*WORK REQUIRED*. A complete, exact copy of the data is the required answer.

Segment Start: SOURCE MATERIAL

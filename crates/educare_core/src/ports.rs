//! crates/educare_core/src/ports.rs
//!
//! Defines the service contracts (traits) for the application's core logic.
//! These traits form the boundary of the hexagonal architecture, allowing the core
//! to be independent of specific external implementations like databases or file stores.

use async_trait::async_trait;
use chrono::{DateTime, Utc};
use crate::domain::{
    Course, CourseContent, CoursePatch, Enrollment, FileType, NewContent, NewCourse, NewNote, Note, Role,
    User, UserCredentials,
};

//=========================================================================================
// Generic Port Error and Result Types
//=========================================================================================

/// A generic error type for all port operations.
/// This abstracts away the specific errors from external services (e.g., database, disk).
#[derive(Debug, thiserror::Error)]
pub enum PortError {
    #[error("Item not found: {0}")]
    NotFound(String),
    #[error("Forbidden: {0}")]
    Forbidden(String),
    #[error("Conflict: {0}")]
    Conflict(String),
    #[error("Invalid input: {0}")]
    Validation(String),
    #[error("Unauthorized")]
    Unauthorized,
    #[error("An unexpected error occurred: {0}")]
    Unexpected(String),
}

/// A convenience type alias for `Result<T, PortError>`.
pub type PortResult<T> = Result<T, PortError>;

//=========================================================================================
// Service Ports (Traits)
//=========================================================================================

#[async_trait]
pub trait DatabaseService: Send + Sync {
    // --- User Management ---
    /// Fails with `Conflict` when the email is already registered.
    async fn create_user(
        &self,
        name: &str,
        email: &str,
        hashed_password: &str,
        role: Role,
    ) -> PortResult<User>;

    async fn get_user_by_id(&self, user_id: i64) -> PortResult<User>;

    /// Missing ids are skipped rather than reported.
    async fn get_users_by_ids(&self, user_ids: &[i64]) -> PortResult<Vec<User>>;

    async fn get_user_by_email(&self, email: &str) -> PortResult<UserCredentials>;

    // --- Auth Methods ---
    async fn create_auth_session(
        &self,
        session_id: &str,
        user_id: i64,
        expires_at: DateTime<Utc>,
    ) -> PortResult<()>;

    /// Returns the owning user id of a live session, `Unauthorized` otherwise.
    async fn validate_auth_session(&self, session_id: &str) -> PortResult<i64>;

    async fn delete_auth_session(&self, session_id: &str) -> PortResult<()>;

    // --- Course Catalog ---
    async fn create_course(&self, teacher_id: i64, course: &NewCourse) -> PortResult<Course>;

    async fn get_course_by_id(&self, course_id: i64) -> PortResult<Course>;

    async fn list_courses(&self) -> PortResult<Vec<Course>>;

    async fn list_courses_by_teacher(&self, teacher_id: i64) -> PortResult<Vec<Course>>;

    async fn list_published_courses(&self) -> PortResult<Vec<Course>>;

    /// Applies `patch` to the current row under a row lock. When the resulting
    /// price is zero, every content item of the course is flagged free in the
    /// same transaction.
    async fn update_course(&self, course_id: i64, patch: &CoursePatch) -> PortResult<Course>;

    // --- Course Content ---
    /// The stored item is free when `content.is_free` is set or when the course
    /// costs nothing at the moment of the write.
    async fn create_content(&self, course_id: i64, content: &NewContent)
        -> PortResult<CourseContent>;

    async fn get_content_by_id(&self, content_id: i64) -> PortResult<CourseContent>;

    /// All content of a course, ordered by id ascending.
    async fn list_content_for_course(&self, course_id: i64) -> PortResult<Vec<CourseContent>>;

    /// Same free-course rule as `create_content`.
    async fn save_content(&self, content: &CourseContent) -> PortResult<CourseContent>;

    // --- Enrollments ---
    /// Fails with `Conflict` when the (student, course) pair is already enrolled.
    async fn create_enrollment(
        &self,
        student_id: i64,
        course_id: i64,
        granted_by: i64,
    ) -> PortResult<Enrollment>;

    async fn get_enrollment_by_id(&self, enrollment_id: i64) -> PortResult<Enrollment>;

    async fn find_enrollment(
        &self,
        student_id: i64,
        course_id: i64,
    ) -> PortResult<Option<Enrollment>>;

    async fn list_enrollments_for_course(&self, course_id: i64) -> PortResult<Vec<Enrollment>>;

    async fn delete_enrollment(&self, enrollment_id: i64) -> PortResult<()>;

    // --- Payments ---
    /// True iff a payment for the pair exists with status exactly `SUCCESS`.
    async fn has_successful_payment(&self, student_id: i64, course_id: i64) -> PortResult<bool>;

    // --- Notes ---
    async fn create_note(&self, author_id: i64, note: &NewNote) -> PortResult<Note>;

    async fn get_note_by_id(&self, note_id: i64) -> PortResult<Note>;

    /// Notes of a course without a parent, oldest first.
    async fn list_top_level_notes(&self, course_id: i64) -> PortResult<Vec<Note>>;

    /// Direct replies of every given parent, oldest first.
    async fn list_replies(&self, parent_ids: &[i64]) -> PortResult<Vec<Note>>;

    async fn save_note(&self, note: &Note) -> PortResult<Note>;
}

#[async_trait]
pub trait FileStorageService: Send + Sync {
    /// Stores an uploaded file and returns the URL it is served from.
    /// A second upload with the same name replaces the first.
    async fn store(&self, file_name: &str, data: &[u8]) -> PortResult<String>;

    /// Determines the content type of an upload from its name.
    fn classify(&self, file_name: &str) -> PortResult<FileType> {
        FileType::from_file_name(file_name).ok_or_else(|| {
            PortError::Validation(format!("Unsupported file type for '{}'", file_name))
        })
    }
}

Segment End: SOURCE MATERIAL

*WORKED SOLUTION*.
filename crates/educare_core/src/ports.rs
//! crates/educare_core/src/ports.rs
//!
//! Defines the service contracts (traits) for the application's core logic.
//! These traits form the boundary of the hexagonal architecture, allowing the core
//! to be independent of specific external implementations like databases or file stores.

use async_trait::async_trait;
use chrono::{DateTime, Utc};
use crate::domain::{
    Course, CourseContent, CoursePatch, Enrollment, FileType, NewContent, NewCourse, NewNote, Note, Role,
    User, UserCredentials,
};

//=========================================================================================
// Generic Port Error and Result Types
//=========================================================================================

/// A generic error type for all port operations.
/// This abstracts away the specific errors from external services (e.g., database, disk).
#[derive(Debug, thiserror::Error)]
pub enum PortError {
    #[error("Item not found: {0}")]
    NotFound(String),
    #[error("Forbidden: {0}")]
    Forbidden(String),
    #[error("Conflict: {0}")]
    Conflict(String),
    #[error("Invalid input: {0}")]
    Validation(String),
    #[error("Unauthorized")]
    Unauthorized,
    #[error("An unexpected error occurred: {0}")]
    Unexpected(String),
}

/// A convenience type alias for `Result<T, PortError>`.
pub type PortResult<T> = Result<T, PortError>;

//=========================================================================================
// Service Ports (Traits)
//=========================================================================================

#[async_trait]
pub trait DatabaseService: Send + Sync {
    // --- User Management ---
    /// Fails with `Conflict` when the email is already registered.
    async fn create_user(
        &self,
        name: &str,
        email: &str,
        hashed_password: &str,
        role: Role,
    ) -> PortResult<User>;

    async fn get_user_by_id(&self, user_id: i64) -> PortResult<User>;

    /// Missing ids are skipped rather than reported.
    async fn get_users_by_ids(&self, user_ids: &[i64]) -> PortResult<Vec<User>>;

    async fn get_user_by_email(&self, email: &str) -> PortResult<UserCredentials>;

    // --- Auth Methods ---
    async fn create_auth_session(
        &self,
        session_id: &str,
        user_id: i64,
        expires_at: DateTime<Utc>,
    ) -> PortResult<()>;

    /// Returns the owning user id of a live session, `Unauthorized` otherwise.
    async fn validate_auth_session(&self, session_id: &str) -> PortResult<i64>;

    async fn delete_auth_session(&self, session_id: &str) -> PortResult<()>;

    // --- Course Catalog ---
    async fn create_course(&self, teacher_id: i64, course: &NewCourse) -> PortResult<Course>;

    async fn get_course_by_id(&self, course_id: i64) -> PortResult<Course>;

    async fn list_courses(&self) -> PortResult<Vec<Course>>;

    async fn list_courses_by_teacher(&self, teacher_id: i64) -> PortResult<Vec<Course>>;

    async fn list_published_courses(&self) -> PortResult<Vec<Course>>;

    /// Applies `patch` to the current row under a row lock. When the resulting
    /// price is zero, every content item of the course is flagged free in the
    /// same transaction.
    async fn update_course(&self, course_id: i64, patch: &CoursePatch) -> PortResult<Course>;

    // --- Course Content ---
    /// The stored item is free when `content.is_free` is set or when the course
    /// costs nothing at the moment of the write.
    async fn create_content(&self, course_id: i64, content: &NewContent)
        -> PortResult<CourseContent>;

    async fn get_content_by_id(&self, content_id: i64) -> PortResult<CourseContent>;

    /// All content of a course, ordered by id ascending.
    async fn list_content_for_course(&self, course_id: i64) -> PortResult<Vec<CourseContent>>;

    /// Same free-course rule as `create_content`.
    async fn save_content(&self, content: &CourseContent) -> PortResult<CourseContent>;

    // --- Enrollments ---
    /// Fails with `Conflict` when the (student, course) pair is already enrolled.
    async fn create_enrollment(
        &self,
        student_id: i64,
        course_id: i64,
        granted_by: i64,
    ) -> PortResult<Enrollment>;

    async fn get_enrollment_by_id(&self, enrollment_id: i64) -> PortResult<Enrollment>;

    async fn find_enrollment(
        &self,
        student_id: i64,
        course_id: i64,
    ) -> PortResult<Option<Enrollment>>;

    async fn list_enrollments_for_course(&self, course_id: i64) -> PortResult<Vec<Enrollment>>;

    async fn delete_enrollment(&self, enrollment_id: i64) -> PortResult<()>;

    // --- Payments ---
    /// True iff a payment for the pair exists with status exactly `SUCCESS`.
    async fn has_successful_payment(&self, student_id: i64, course_id: i64) -> PortResult<bool>;

    // --- Notes ---
    async fn create_note(&self, author_id: i64, note: &NewNote) -> PortResult<Note>;

    async fn get_note_by_id(&self, note_id: i64) -> PortResult<Note>;

    /// Notes of a course without a parent, oldest first.
    async fn list_top_level_notes(&self, course_id: i64) -> PortResult<Vec<Note>>;

    /// Direct replies of every given parent, oldest first.
    async fn list_replies(&self, parent_ids: &[i64]) -> PortResult<Vec<Note>>;

    async fn save_note(&self, note: &Note) -> PortResult<Note>;
}

#[async_trait]
pub trait FileStorageService: Send + Sync {
    /// Stores an uploaded file and returns the URL it is served from.
    /// A second upload with the same name replaces the first.
    async fn store(&self, file_name: &str, data: &[u8]) -> PortResult<String>;

    /// Determines the content type of an upload from its name.
    fn classify(&self, file_name: &str) -> PortResult<FileType> {
        FileType::from_file_name(file_name).ok_or_else(|| {
            PortError::Validation(format!("Unsupported file type for '{}'", file_name))
        })
    }
}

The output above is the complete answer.